+++ Given information +++

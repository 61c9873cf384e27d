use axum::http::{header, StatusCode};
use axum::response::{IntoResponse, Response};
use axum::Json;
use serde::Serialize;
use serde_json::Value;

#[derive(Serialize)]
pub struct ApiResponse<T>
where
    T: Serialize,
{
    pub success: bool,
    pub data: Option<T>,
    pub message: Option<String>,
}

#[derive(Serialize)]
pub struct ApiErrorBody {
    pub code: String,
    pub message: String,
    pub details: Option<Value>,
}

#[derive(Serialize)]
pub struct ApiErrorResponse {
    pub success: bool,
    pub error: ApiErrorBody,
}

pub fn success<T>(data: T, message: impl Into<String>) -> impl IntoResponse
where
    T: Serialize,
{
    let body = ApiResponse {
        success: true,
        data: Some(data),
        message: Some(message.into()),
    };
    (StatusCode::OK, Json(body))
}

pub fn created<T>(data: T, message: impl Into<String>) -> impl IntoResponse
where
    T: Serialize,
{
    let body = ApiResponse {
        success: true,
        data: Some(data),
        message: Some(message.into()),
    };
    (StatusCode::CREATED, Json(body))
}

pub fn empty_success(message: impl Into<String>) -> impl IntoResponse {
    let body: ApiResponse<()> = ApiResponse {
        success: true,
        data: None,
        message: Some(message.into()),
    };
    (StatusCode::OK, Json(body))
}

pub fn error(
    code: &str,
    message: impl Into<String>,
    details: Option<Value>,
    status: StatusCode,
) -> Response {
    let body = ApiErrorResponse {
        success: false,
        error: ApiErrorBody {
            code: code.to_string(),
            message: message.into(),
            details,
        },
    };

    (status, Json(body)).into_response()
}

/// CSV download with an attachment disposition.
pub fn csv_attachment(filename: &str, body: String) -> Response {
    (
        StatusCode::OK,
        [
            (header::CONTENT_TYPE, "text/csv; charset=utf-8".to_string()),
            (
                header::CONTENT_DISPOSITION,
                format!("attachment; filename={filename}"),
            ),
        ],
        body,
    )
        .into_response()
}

+++

### Exercise aim:
Set the data above down again in full, exactly as it reads.

### Exercise answer:
repository 61c9873cf384e27d
use axum::http::{header, StatusCode};
use axum::response::{IntoResponse, Response};
use axum::Json;
use serde::Serialize;
use serde_json::Value;

#[derive(Serialize)]
pub struct ApiResponse<T>
where
    T: Serialize,
{
    pub success: bool,
    pub data: Option<T>,
    pub message: Option<String>,
}

#[derive(Serialize)]
pub struct ApiErrorBody {
    pub code: String,
    pub message: String,
    pub details: Option<Value>,
}

#[derive(Serialize)]
pub struct ApiErrorResponse {
    pub success: bool,
    pub error: ApiErrorBody,
}

pub fn success<T>(data: T, message: impl Into<String>) -> impl IntoResponse
where
    T: Serialize,
{
    let body = ApiResponse {
        success: true,
        data: Some(data),
        message: Some(message.into()),
    };
    (StatusCode::OK, Json(body))
}

pub fn created<T>(data: T, message: impl Into<String>) -> impl IntoResponse
where
    T: Serialize,
{
    let body = ApiResponse {
        success: true,
        data: Some(data),
        message: Some(message.into()),
    };
    (StatusCode::CREATED, Json(body))
}

pub fn empty_success(message: impl Into<String>) -> impl IntoResponse {
    let body: ApiResponse<()> = ApiResponse {
        success: true,
        data: None,
        message: Some(message.into()),
    };
    (StatusCode::OK, Json(body))
}

pub fn error(
    code: &str,
    message: impl Into<String>,
    details: Option<Value>,
    status: StatusCode,
) -> Response {
    let body = ApiErrorResponse {
        success: false,
        error: ApiErrorBody {
            code: code.to_string(),
            message: message.into(),
            details,
        },
    };

    (status, Json(body)).into_response()
}

/// CSV download with an attachment disposition.
pub fn csv_attachment(filename: &str, body: String) -> Response {
    (
        StatusCode::OK,
        [
            (header::CONTENT_TYPE, "text/csv; charset=utf-8".to_string()),
            (
                header::CONTENT_DISPOSITION,
                format!("attachment; filename={filename}"),
            ),
        ],
        body,
    )
        .into_response()
}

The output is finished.